8. Eigenfaces with Histogram Equalization: 8.1 Implementation: This is a heuristic technique. Histogram Equalization was performed on all the training

and testing images. Lighting changes in the images will make the image histogram to be more biased towards the higher gray values. Histogram Equalization outputs an image with a uniformly distributed histogram. In other words, it tries to enhance the contrast of the image by spreading the histogram over the entire gray level values. This method resulted in a slight improvement in the performance, when compared with the baseline Eigenfaces approach. 8.2 Results: The performance of Histogram Equalized Eigenfaces is provided in Fig. 10 for all the test features.

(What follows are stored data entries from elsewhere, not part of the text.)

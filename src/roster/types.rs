//! Roster domain types shared by the store, synchronizer and scheduler.

use serde::{Deserialize, Serialize};
use std::fmt;

/// Current on-disk schema version.
pub const CURRENT_SCHEMA_VERSION: u32 = 1;

/// Platform-assigned identity of a member (a Discord user snowflake).
#[derive(Debug, Clone, PartialEq, Eq, PartialOrd, Ord, Hash, Serialize, Deserialize)]
#[serde(transparent)]
pub struct MemberId(String);

impl MemberId {
    pub fn new(id: impl Into<String>) -> Self {
        Self(id.into())
    }

    #[must_use]
    pub fn as_str(&self) -> &str {
        &self.0
    }
}

impl From<String> for MemberId {
    fn from(value: String) -> Self {
        Self(value)
    }
}

impl fmt::Display for MemberId {
    fn fmt(&self, f: &mut fmt::Formatter<'_>) -> fmt::Result {
        f.write_str(&self.0)
    }
}

/// Platform-assigned identity of a community (a Discord guild snowflake).
#[derive(Debug, Clone, PartialEq, Eq, PartialOrd, Ord, Hash, Serialize, Deserialize)]
#[serde(transparent)]
pub struct CommunityId(String);

impl CommunityId {
    pub fn new(id: impl Into<String>) -> Self {
        Self(id.into())
    }

    #[must_use]
    pub fn as_str(&self) -> &str {
        &self.0
    }
}

impl From<String> for CommunityId {
    fn from(value: String) -> Self {
        Self(value)
    }
}

impl fmt::Display for CommunityId {
    fn fmt(&self, f: &mut fmt::Formatter<'_>) -> fmt::Result {
        f.write_str(&self.0)
    }
}

/// Persisted member row.
#[derive(Debug, Clone, PartialEq, Eq, Serialize, Deserialize)]
pub struct Member {
    pub id: MemberId,
    pub display_name: String,
    /// Opt-in for scheduled messages. New members start opted in.
    pub consent: bool,
}

/// Persisted community row.
#[derive(Debug, Clone, PartialEq, Eq, Serialize, Deserialize)]
pub struct Community {
    pub id: CommunityId,
    pub name: String,
    /// Gates scheduler participation for the whole community.
    pub enabled: bool,
}

/// A member as seen by the platform at event time.
#[derive(Debug, Clone, PartialEq, Eq)]
pub struct ObservedMember {
    pub id: MemberId,
    pub display_name: String,
    /// Live admin signal from the platform's role state. `None` when the
    /// community's roles are not known yet; grants are then left as they are.
    pub is_admin: Option<bool>,
    pub is_bot: bool,
}

impl ObservedMember {
    pub fn new(id: impl Into<String>, display_name: impl Into<String>) -> Self {
        Self {
            id: MemberId::new(id),
            display_name: display_name.into(),
            is_admin: Some(false),
            is_bot: false,
        }
    }

    #[must_use]
    pub fn admin(mut self, is_admin: bool) -> Self {
        self.is_admin = Some(is_admin);
        self
    }

    /// Mark the admin signal as not observable for this event.
    #[must_use]
    pub fn admin_unknown(mut self) -> Self {
        self.is_admin = None;
        self
    }
}

/// A community as seen by the platform at event time.
#[derive(Debug, Clone, PartialEq, Eq)]
pub struct ObservedCommunity {
    pub id: CommunityId,
    pub name: String,
}

impl ObservedCommunity {
    pub fn new(id: impl Into<String>, name: impl Into<String>) -> Self {
        Self {
            id: CommunityId::new(id),
            name: name.into(),
        }
    }
}

/// Full roster of one community, as delivered when the bot joins or
/// reconnects to it.
#[derive(Debug, Clone, PartialEq, Eq)]
pub struct RosterSnapshot {
    pub community: ObservedCommunity,
    pub members: Vec<ObservedMember>,
}
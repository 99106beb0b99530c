//! Filesystem locations for the bot.
//!
//! Uses the [`dirs`] crate for platform-appropriate resolution.
//!
//! | Purpose | macOS | Linux |
//! |---------|-------|-------|
//! | Data (database, logs) | `~/Library/Application Support/nudge/` | `~/.local/share/nudge/` |
//! | Config | `~/Library/Application Support/nudge/` | `~/.config/nudge/` |
//!
//! Overrides:
//! - `NUDGE_DATA_DIR` replaces [`data_dir`]
//! - `NUDGE_CONFIG_DIR` replaces [`config_dir`]

use std::path::PathBuf;

const APP_NAME: &str = "nudge";

/// Data root: the roster database and log files live here.
#[must_use]
pub fn data_dir() -> PathBuf {
    if let Some(override_dir) = std::env::var_os("NUDGE_DATA_DIR") {
        return PathBuf::from(override_dir);
    }
    dirs::data_dir()
        .map(|d| d.join(APP_NAME))
        .unwrap_or_else(|| PathBuf::from("/tmp/nudge-data"))
}

/// Config directory holding `config.toml`.
#[must_use]
pub fn config_dir() -> PathBuf {
    if let Some(override_dir) = std::env::var_os("NUDGE_CONFIG_DIR") {
        return PathBuf::from(override_dir);
    }
    dirs::config_dir()
        .map(|d| d.join(APP_NAME))
        .unwrap_or_else(|| PathBuf::from("/tmp/nudge-config"))
}

/// Log file directory (`data_dir()/logs/`).
#[must_use]
pub fn logs_dir() -> PathBuf {
    data_dir().join("logs")
}

/// Roster database (`data_dir()/roster.db`).
#[must_use]
pub fn database_file() -> PathBuf {
    data_dir().join("roster.db")
}

/// Main config file (`config_dir()/config.toml`).
#[must_use]
pub fn config_file() -> PathBuf {
    config_dir().join("config.toml")
}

Fig. 10: Performance of Histogram Equalized Eigenfaces Method on different Test Features

9. PERFORMANCE COMPARISON 9.1 Entire Face: When Entire face was used for the computation, the Image Gradient method is performing the best, followed by the Image Preprocessing Algorithm. There is a very good improvement in Eigenfaces method with Histogram Equalization. The Bayesian approach also performs in a way similar to the histogram equalized eigenfaces method. The results are shown in Fig. 11. So, this is a proof of principle that, the direction of the Image Gradient is insensitive to the changes in the lighting conditions. Even with only one training sample per person, the performance of this algorithm is around 70%. This is a very encouraging result.

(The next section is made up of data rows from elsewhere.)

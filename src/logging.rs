//! Tracing bootstrap.
//!
//! Diagnostics always go to stderr. When a log directory is configured a
//! second, non-ANSI layer writes daily rolling files through
//! `tracing-appender`; the returned guard must live until shutdown so the
//! background writer flushes.

use tracing_appender::non_blocking::WorkerGuard;
use tracing_subscriber::EnvFilter;
use tracing_subscriber::layer::SubscriberExt;
use tracing_subscriber::util::SubscriberInitExt;

use crate::config::LoggingConfig;
use crate::error::{BotError, Result};

const LOG_FILE_PREFIX: &str = "nudge.log";

/// Install the global subscriber.
///
/// # Errors
///
/// Returns an error if the filter does not parse, the log directory cannot be
/// created, or a global subscriber is already installed.
pub fn init_tracing(config: &LoggingConfig) -> Result<Option<WorkerGuard>> {
    let filter = resolve_filter(std::env::var("RUST_LOG").ok(), &config.filter)?;
    let stderr_layer = tracing_subscriber::fmt::layer().with_writer(std::io::stderr);

    match &config.log_dir {
        Some(dir) => {
            std::fs::create_dir_all(dir)?;
            let appender = tracing_appender::rolling::daily(dir, LOG_FILE_PREFIX);
            let (writer, guard) = tracing_appender::non_blocking(appender);
            let file_layer = tracing_subscriber::fmt::layer()
                .with_ansi(false)
                .with_writer(writer);
            tracing_subscriber::registry()
                .with(filter)
                .with(stderr_layer)
                .with(file_layer)
                .try_init()
                .map_err(|e| BotError::Config(format!("tracing init failed: {e}")))?;
            Ok(Some(guard))
        }
        None => {
            tracing_subscriber::registry()
                .with(filter)
                .with(stderr_layer)
                .try_init()
                .map_err(|e| BotError::Config(format!("tracing init failed: {e}")))?;
            Ok(None)
        }
    }
}

/// `RUST_LOG` wins over the configured directive.
fn resolve_filter(env_directive: Option<String>, configured: &str) -> Result<EnvFilter> {
    let directive = env_directive
        .filter(|d| !d.trim().is_empty())
        .unwrap_or_else(|| configured.to_owned());
    EnvFilter::try_new(&directive)
        .map_err(|e| BotError::Config(format!("invalid log filter {directive:?}: {e}")))
}
//! Outbound message delivery.
//!
//! The scheduler and the command handler talk to the platform only through
//! [`MessageDispatcher`]. Delivery problems come back as a
//! [`DeliveryOutcome`] value rather than an error, so a batch can inspect
//! each result and keep going.

pub mod discord;
pub mod rate_limit;
pub mod recording;

use async_trait::async_trait;

use crate::roster::MemberId;

pub use discord::DiscordDispatcher;
pub use rate_limit::{RateLimitConfig, RateLimitError, RateLimiter};
pub use recording::RecordingDispatcher;

/// Result of one delivery attempt.
#[derive(Debug, Clone, PartialEq, Eq)]
pub enum DeliveryOutcome {
    Sent,
    /// The recipient cannot be reached (left, blocked DMs, unknown user).
    RecipientUnavailable,
    /// The transport failed; the message may be retried on a later cycle.
    TransportError(String),
}

impl DeliveryOutcome {
    #[must_use]
    pub fn is_sent(&self) -> bool {
        matches!(self, Self::Sent)
    }
}

/// Send-side contract for the platform client.
#[async_trait]
pub trait MessageDispatcher: Send + Sync {
    /// Deliver `text` privately to `recipient`.
    async fn send(&self, recipient: &MemberId, text: &str) -> DeliveryOutcome;

    /// Post `text` to the channel a command arrived on.
    async fn reply(&self, reply_target: &str, text: &str) -> DeliveryOutcome;
}
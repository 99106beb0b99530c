//! Discord gateway session.
//!
//! Each [`EventSource::run`] call drives one websocket session and turns
//! dispatches into [`GatewayEvent`]s. Every way a session can end is an
//! error; reconnecting is left to the runtime's backoff loop.

use std::time::Duration;

use async_trait::async_trait;
use base64::Engine;
use futures_util::{SinkExt, StreamExt};
use serde_json::{Value, json};
use tokio::sync::mpsc;
use tokio::time::Instant;
use tokio_tungstenite::tungstenite::Message;
use tracing::{debug, info};

use super::payload::{AdminPolicy, GatewayTranslator, needs_member_request};
use super::{EventSource, GatewayEvent};
use crate::config::DiscordConfig;

/// GUILDS | GUILD_MEMBERS | GUILD_MESSAGES | DIRECT_MESSAGES | MESSAGE_CONTENT
pub const INTENTS: u64 = 1 | (1 << 1) | (1 << 9) | (1 << 12) | (1 << 15);

const DEFAULT_HEARTBEAT_MS: u64 = 41_250;

const OP_DISPATCH: u64 = 0;
const OP_HEARTBEAT: u64 = 1;
const OP_IDENTIFY: u64 = 2;
const OP_REQUEST_GUILD_MEMBERS: u64 = 8;
const OP_RECONNECT: u64 = 7;
const OP_INVALID_SESSION: u64 = 9;
const OP_HEARTBEAT_ACK: u64 = 11;

/// Discord gateway client: websocket session plus the REST call that
/// discovers the gateway URL.
pub struct DiscordGateway {
    bot_token: String,
    api_base_url: String,
    gateway_url: Option<String>,
    activity: String,
    policy: AdminPolicy,
    client: reqwest::Client,
}

impl DiscordGateway {
    pub fn new(config: &DiscordConfig) -> Self {
        Self {
            bot_token: config.bot_token.clone(),
            api_base_url: config.api_base_url.trim_end_matches('/').to_owned(),
            gateway_url: config.gateway_url.clone(),
            activity: config.activity.clone(),
            policy: AdminPolicy::from_config(config),
            client: reqwest::Client::new(),
        }
    }

    /// Bot tokens start with the base64-encoded user id.
    fn bot_user_id_from_token(token: &str) -> Option<String> {
        let first = token.split('.').next()?;
        let decoded = base64::engine::general_purpose::URL_SAFE_NO_PAD
            .decode(first.trim_end_matches('='))
            .ok()?;
        String::from_utf8(decoded).ok()
    }

    async fn resolve_gateway_url(&self) -> anyhow::Result<String> {
        let base = match &self.gateway_url {
            Some(url) => url.clone(),
            None => {
                let response: Value = self
                    .client
                    .get(format!("{}/gateway/bot", self.api_base_url))
                    .header("Authorization", format!("Bot {}", self.bot_token))
                    .send()
                    .await?
                    .error_for_status()?
                    .json()
                    .await?;
                response
                    .get("url")
                    .and_then(Value::as_str)
                    .unwrap_or("wss://gateway.discord.gg")
                    .to_owned()
            }
        };
        Ok(with_query(&base))
    }

    fn identify_payload(&self) -> Value {
        let presence = if self.activity.trim().is_empty() {
            Value::Null
        } else {
            json!({
                "since": Value::Null,
                "activities": [{"name": self.activity, "type": 0}],
                "status": "online",
                "afk": false
            })
        };
        json!({
            "op": OP_IDENTIFY,
            "d": {
                "token": self.bot_token,
                "intents": INTENTS,
                "properties": {
                    "os": std::env::consts::OS,
                    "browser": "nudge",
                    "device": "nudge"
                },
                "presence": presence
            }
        })
    }
}

fn with_query(base: &str) -> String {
    if base.contains('?') {
        base.to_owned()
    } else {
        format!("{}/?v=10&encoding=json", base.trim_end_matches('/'))
    }
}

fn heartbeat_payload(seq: Option<u64>) -> Value {
    json!({"op": OP_HEARTBEAT, "d": seq})
}

fn request_members_payload(guild_id: &str) -> Value {
    json!({
        "op": OP_REQUEST_GUILD_MEMBERS,
        "d": {"guild_id": guild_id, "query": "", "limit": 0}
    })
}

#[async_trait]
impl EventSource for DiscordGateway {
    fn id(&self) -> &'static str {
        "discord"
    }

    async fn run(&self, events: mpsc::Sender<GatewayEvent>) -> anyhow::Result<()> {
        if self.bot_token.trim().is_empty() {
            anyhow::bail!("discord bot token is empty");
        }

        let ws_url = self.resolve_gateway_url().await?;
        let (stream, _) = tokio_tungstenite::connect_async(&ws_url).await?;
        let (mut write, mut read) = stream.split();

        let hello = read
            .next()
            .await
            .ok_or_else(|| anyhow::anyhow!("no hello"))??;
        let hello_text = match hello {
            Message::Text(text) => text.to_string(),
            _ => anyhow::bail!("unexpected discord hello payload"),
        };
        let hello_json: Value = serde_json::from_str(&hello_text)?;
        let heartbeat_ms = hello_json
            .get("d")
            .and_then(|v| v.get("heartbeat_interval"))
            .and_then(Value::as_u64)
            .unwrap_or(DEFAULT_HEARTBEAT_MS);

        write
            .send(Message::Text(self.identify_payload().to_string()))
            .await?;

        let mut translator = GatewayTranslator::new(
            self.policy.clone(),
            Self::bot_user_id_from_token(&self.bot_token),
        );
        let period = Duration::from_millis(heartbeat_ms);
        let mut heartbeat = tokio::time::interval_at(Instant::now() + period, period);
        let mut seq: Option<u64> = None;
        let mut awaiting_ack = false;

        loop {
            tokio::select! {
                _ = heartbeat.tick() => {
                    if awaiting_ack {
                        anyhow::bail!("discord heartbeat not acknowledged");
                    }
                    write.send(Message::Text(heartbeat_payload(seq).to_string())).await?;
                    awaiting_ack = true;
                }
                maybe_msg = read.next() => {
                    let raw = match maybe_msg {
                        Some(Ok(Message::Text(text))) => text.to_string(),
                        Some(Ok(Message::Close(frame))) => {
                            anyhow::bail!("discord websocket closed: {frame:?}");
                        }
                        None => anyhow::bail!("discord websocket closed"),
                        Some(Ok(_)) => continue,
                        Some(Err(err)) => anyhow::bail!("discord websocket error: {err}"),
                    };

                    let payload: Value = match serde_json::from_str(&raw) {
                        Ok(v) => v,
                        Err(_) => continue,
                    };
                    if let Some(s) = payload.get("s").and_then(Value::as_u64) {
                        seq = Some(s);
                    }

                    match payload.get("op").and_then(Value::as_u64) {
                        Some(OP_DISPATCH) => {
                            let name = payload.get("t").and_then(Value::as_str).unwrap_or_default();
                            let data = payload.get("d").unwrap_or(&Value::Null);
                            if name == "GUILD_CREATE" && needs_member_request(data)
                                && let Some(guild_id) = data.get("id").and_then(Value::as_str)
                            {
                                write
                                    .send(Message::Text(request_members_payload(guild_id).to_string()))
                                    .await?;
                            }
                            if let Some(event) = translator.translate(name, data) {
                                if let GatewayEvent::Ready { bot_id } = &event {
                                    info!(bot_id = %bot_id, "discord session ready");
                                }
                                if events.send(event).await.is_err() {
                                    anyhow::bail!("discord inbound channel closed");
                                }
                            }
                        }
                        Some(OP_HEARTBEAT) => {
                            write.send(Message::Text(heartbeat_payload(seq).to_string())).await?;
                        }
                        Some(OP_HEARTBEAT_ACK) => awaiting_ack = false,
                        Some(OP_RECONNECT) => anyhow::bail!("discord requested reconnect"),
                        Some(OP_INVALID_SESSION) => anyhow::bail!("discord session invalidated"),
                        other => debug!(op = ?other, "ignoring gateway payload"),
                    }
                }
            }
        }
    }
}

Fig. 11: Comparison of Performance of all Algorithms on the Entire face Features

9.2 Parts of the Face:

The Gradient Based method performs better when the eyes were used as the feature. For nose and chin regions, Image Preprocessing method clearly outperforms other methods. For the chin regions, Bayesian method also performs well. When the number of training samples per person is more than eight, the performance of these algorithms is close to 80%. The comparison of the results is provided in Fig. 12.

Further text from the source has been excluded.